SELECTED Reviews and features

LEAVES, SADNESS, SCIENCE

Reviews

Mudville and 

Little genius

- Thom Jurek

The debut solo album by Marilyn Carino, formerly of Mudville, is a startling meld of sonic and lyric contasts.  These nine songs, with their downbeat tempos, shimmering, layered, sometimes angular textures, and crisscrossing rhythmic and drenched-in-soul melodic architectures, swallow the listener whole -- albeit lovingly.

 

Carino's luxuriant, evocative alto explores her range and completely inhabits her material -- she wrote all but one track on the set: she performed and produced it too, employing loops and electronics (some of them primitive) in creating an immediate space for raw expression.  Carino's songs are centered around the struggle for radical self-acceptance and its result: independence from neuroses, both our own and those who would seek to imprison us with their own.

Her bullshit detector is working full time here.  On "Time Bomb," the sultry, clipped tempo and muted backdrops allow Carino's voice to move inside the rhythm; she asks: "Can you let go of something you know like a number".. Maybe I'll tire soon of the mire of longing..."  "No Disgrace" begins with spacy, cold textures, but Carino's ability to inject powerful emotion into virtually anything she sings, caresses an elegant pop melody from the soundscape to address her subject:  "You got glass hands, cheat sheets, a crazy mouth - and so what?  In this place, no disgrace, only a glow." 

Despite its title, "Monster Heavy" doesn't have a pulse until about halfway through.  Glistening ambiences and Carino's vocal authority carry melody and texture to a place of uneasy union; desire is expressed nakedly.  When the rhythm does kick in, she rises to the occasion and sings directly above it.  The jazzy, drifty, "Special Dark" reveals Nina Simone's influence.  With cracked guitars, crunchy loops, and suffocatingly close inner spaces, Carino's protagonist finds the thinnest membrane inside the cocoon and breaks it open by confessing vulnerability and in turn liberating her protagonist:  "..Turn to honey my will of steel.. my secret's out."  The syrupy rhythmic sludge in "King of the World" is turned back on itself as her throaty contralto and falsetto alternately indulge obsession and conflict that seeks a solution through desire's inherent irony. 

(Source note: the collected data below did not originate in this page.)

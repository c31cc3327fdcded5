// SPDX-License-Identifier: MIT
//! Opaque handles and the process-wide registry resolving them
//!
//! External consumers never touch a [crate::set::SortedSet] directly; they
//! hold a [Handle], an opaque, `Clone`-able, process-wide identifier. The
//! registry owns the container for as long as any clone of its `Handle`
//! exists and releases it deterministically once the last clone drops; this
//! falls out of [Arc]'s strong-count bookkeeping rather than requiring
//! a finalizer callback from a host runtime.

use std::sync::atomic::{AtomicU64, Ordering};
use std::sync::Arc;

use dashmap::DashMap;
use once_cell::sync::Lazy;

use crate::concurrency::Guarded;
use crate::config::Config;
use crate::error::Error;
use crate::set::SortedSet;


static REGISTRY: Lazy<Registry> = Lazy::new(Registry::default);

#[derive(Default)]
struct Registry {
    next_id: AtomicU64,
    entries: DashMap<u64, Guarded>,
}

impl Registry {
    fn insert(&self, set: SortedSet) -> u64 {
        let id = self.next_id.fetch_add(1, Ordering::Relaxed);
        self.entries.insert(id, Arc::new(std::sync::Mutex::new(set)));
        id
    }

    fn resolve(&self, id: u64) -> Option<Guarded> {
        self.entries.get(&id).map(|entry| entry.value().clone())
    }

    fn release(&self, id: u64) {
        self.entries.remove(&id);
    }
}

/// Internal state shared by all clones of a [Handle]
///
/// Dropping the last clone runs [HandleInner]'s [Drop] impl, which removes
/// the container from the registry.
#[derive(Debug)]
struct HandleInner {
    id: u64,
}

impl Drop for HandleInner {
    fn drop(&mut self) {
        REGISTRY.release(self.id);
    }
}

/// An opaque, process-wide, reference-counted identifier for a container
///
/// Cloning a `Handle` shares ownership of the underlying container; the
/// container is destroyed only once every clone has been dropped.
#[derive(Debug, Clone)]
pub struct Handle(Arc<HandleInner>);

impl Handle {
    /// Register a newly constructed container and return its handle
    pub(crate) fn register(set: SortedSet) -> Self {
        let id = REGISTRY.insert(set);
        Self(Arc::new(HandleInner { id }))
    }

    /// Resolve this handle to its guarded container
    ///
    /// Fails with [Error::BadReference] if the handle no longer refers to a
    /// live container. This should not normally happen for a `Handle` that
    /// is still alive, but is kept as an explicit, checked path rather than
    /// an `unwrap` since the registry is process-global state.
    pub(crate) fn resolve(&self) -> Result<Guarded, Error> {
        REGISTRY.resolve(self.0.id).ok_or(Error::BadReference)
    }

    /// The handle's numeric id, for diagnostics and tracing only
    pub fn id(&self) -> u64 {
        self.0.id
    }
}

/// Create a new container and return its handle
///
/// The container starts out with one pre-populated empty bucket, ready to
/// accept `add` calls immediately.
pub fn new(config: Config) -> Handle {
    Handle::register(SortedSet::new(config))
}

/// Create a new, bucket-less container for bulk loading
pub fn empty(config: Config) -> Handle {
    Handle::register(SortedSet::empty(config))
}

#[cfg(test)]
impl Handle {
    /// Construct a `Handle` for an id that was never registered (or has
    /// since been released), to exercise the [Error::BadReference] path.
    pub(crate) fn from_raw_id_for_test(id: u64) -> Self {
        Self(Arc::new(HandleInner { id }))
    }
}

The cover is a balladic read of David Bowie's "Modern Love, " which feels like a futuristic gospel hymn; it's a conflicted paean to the nature of amorous commitment.  A sampled church organ underscores Carino's gliding vocal; it creases the tune's seams, bleeding through its lyric with emotion, impure and insistent.  It questions and affirms the core of Bowie's argument simultaneously.  Little Genius is a noteworthy debut, a logical separation from, and extension of, the music Caino's been making for nearly a decade.  It is an artful set of brave, assured electronic soul tunes, housed in skillfully executed grooves and expresses with a voice that is free of artifice in its expressions of longing, struggle, empathy and desire.

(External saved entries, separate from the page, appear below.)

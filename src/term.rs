// SPDX-License-Identifier: MIT
//! The term universe and its total order
//!
//! A [Term] is the only value type the rest of the crate ever operates on.
//! Terms are constructed exclusively through [admit], which deep-checks a
//! [RawTerm] coming from the host-runtime boundary and rejects anything
//! outside the admissible variant set. Once admitted, a
//! [Term] is immutable and totally ordered by [Term::cmp].

use num_bigint::BigInt;
use std::cmp::Ordering;
use std::fmt;
use std::sync::Arc;

use crate::error::Error;


/// A value as it arrives from the host-runtime boundary, before admission
///
/// This is a strict superset of [Term]: it additionally carries the variants
/// the boundary must reject (floats, opaque runtime references, process/port
/// identifiers, function values). [admit] is the only way to turn a
/// `RawTerm` into a [Term].
#[derive(Debug, Clone, PartialEq)]
pub enum RawTerm {
    Integer(BigInt),
    Atom(Arc<str>),
    Bitstring(Vec<u8>),
    Tuple(Vec<RawTerm>),
    List(Vec<RawTerm>),

    /// Floating-point numbers are never admitted
    Float(f64),
    /// Opaque runtime references are never admitted
    Reference,
    /// Process identifiers are never admitted
    Pid,
    /// OS port handles are never admitted
    Port,
    /// Function values are never admitted
    Fun,
}

/// An admitted, immutable term drawn from the closed set of admissible variants
///
/// Terms compare via a fixed, total, inter-type order:
///
/// ```text
/// Integer < Atom < Bitstring < List < Tuple
/// ```
///
/// Within a type, integers compare numerically, atoms lexicographically by
/// name, and bitstrings/lists/tuples compare element-wise with a shorter
/// sequence sorting first on a full prefix tie. [Term] implements [Ord]
/// directly in terms of this rule rather than deriving it, since the
/// cross-type ranking does not match declaration order for every variant
/// layout we might otherwise be tempted to use.
#[derive(Debug, Clone)]
pub enum Term {
    Integer(BigInt),
    Atom(Arc<str>),
    Bitstring(Vec<u8>),
    List(Vec<Term>),
    Tuple(Vec<Term>),
}

impl Term {
    /// Rank used for the cross-type portion of the total order
    fn type_rank(&self) -> u8 {
        match self {
            Term::Integer(_) => 0,
            Term::Atom(_) => 1,
            Term::Bitstring(_) => 2,
            Term::List(_) => 3,
            Term::Tuple(_) => 4,
        }
    }
}

impl fmt::Display for Term {
    fn fmt(&self, fmt: &mut fmt::Formatter<'_>) -> fmt::Result {
        match self {
            Term::Integer(i) => write!(fmt, "{i}"),
            Term::Atom(a) => write!(fmt, ":{a}"),
            Term::Bitstring(b) => write!(fmt, "{b:?}"),
            Term::List(items) => {
                write!(fmt, "[")?;
                for (n, item) in items.iter().enumerate() {
                    if n > 0 {
                        write!(fmt, ", ")?;
                    }
                    write!(fmt, "{item}")?;
                }
                write!(fmt, "]")
            }
            Term::Tuple(items) => {
                write!(fmt, "{{")?;
                for (n, item) in items.iter().enumerate() {
                    if n > 0 {
                        write!(fmt, ", ")?;
                    }
                    write!(fmt, "{item}")?;
                }
                write!(fmt, "}}")
            }
        }
    }
}

impl Ord for Term {
    fn cmp(&self, other: &Self) -> Ordering {
        use Term::*;

        match (self, other) {
            (Integer(a), Integer(b)) => a.cmp(b),
            (Atom(a), Atom(b)) => a.cmp(b),
            (Bitstring(a), Bitstring(b)) => a.cmp(b),
            // Lists and Tuples both compare element-wise, with a full
            // prefix tie broken by length (shorter first). This is exactly
            // `Vec<T>`'s derived lexicographic `Ord`.
            (List(a), List(b)) => a.cmp(b),
            (Tuple(a), Tuple(b)) => a.cmp(b),
            _ => self.type_rank().cmp(&other.type_rank()),
        }
    }
}

impl PartialOrd for Term {
    fn partial_cmp(&self, other: &Self) -> Option<Ordering> {
        Some(self.cmp(other))
    }
}

impl Eq for Term {}

impl PartialEq for Term {
    fn eq(&self, other: &Self) -> bool {
        self.cmp(other) == Ordering::Equal
    }
}

/// Deep-check and construct a [Term] from a [RawTerm]
///
/// Rejection is deep: a [RawTerm::Tuple] or [RawTerm::List] transitively
/// containing an inadmissible leaf is rejected as a whole, and no partial
/// [Term] is ever produced for it. This function has no side effects; it
/// runs before any mutation of a [crate::set::SortedSet] is attempted.
pub fn admit(raw: RawTerm) -> Result<Term, Error> {
    Ok(match raw {
        RawTerm::Integer(i) => Term::Integer(i),
        RawTerm::Atom(name) => Term::Atom(name),
        RawTerm::Bitstring(bytes) => Term::Bitstring(bytes),
        RawTerm::Tuple(items) => Term::Tuple(admit_all(items)?),
        RawTerm::List(items) => Term::List(admit_all(items)?),
        RawTerm::Float(_)
        | RawTerm::Reference
        | RawTerm::Pid
        | RawTerm::Port
        | RawTerm::Fun => return Err(Error::UnsupportedType),
    })
}

fn admit_all(raw: Vec<RawTerm>) -> Result<Vec<Term>, Error> {
    raw.into_iter().map(admit).collect()
}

“Marilyn Carino sings about troubled longings and bleak surreal visions... her melancholy voice (surrounded by) brooding, minor-key tracks that start with electric piano and guides you brilliantly into smoky, ominous lounge territory, somewhere between Fiona Apple and Morcheeba.”

- John Pareles

“In the hands of the smoldering vocalist Marilyn Carino... down-tempo beats, haunted-matinée-style organ playing, and electronic flourishes coalesce into something familiar yet wholly unique.”

- John Donohue

"Marilyn Carino's quirky wail is plenty spirited.."

NYLON

“Mudville's debut LP, The Glory Of Man Is Not In Vogue, snakes through esoteric rhythms and beats care of Rubin and soars with the whiskey sour illustrative harmonies of Carino. Unmistakable hits such as the opening track ‘Hero of the World’ and the twangy early morning fog of ‘Surfer Girls’ make Mudville an enchanting listen… a testament to the healing powers of rhythm [that] should not go undiscovered.”      
 

“The roll call of guest musicians (on Iris Nova), including REM’s Mike Mills, is testament to the immense respect that singer Marilyn Carino and bassist Benny Cha Cha carry in the underground music scene in New York City. ‘Wonder Boy’‚ allows Carino to deliver the vocal performance of a lifetime, powerful to the point of bringing you to tears. It’s a song that can rank alongside major-league acts like Radiohead, U2 or even REM for that matter. For those who are getting increasingly impatient waiting on the long awaited third album from Portishead, you need to download this now.”    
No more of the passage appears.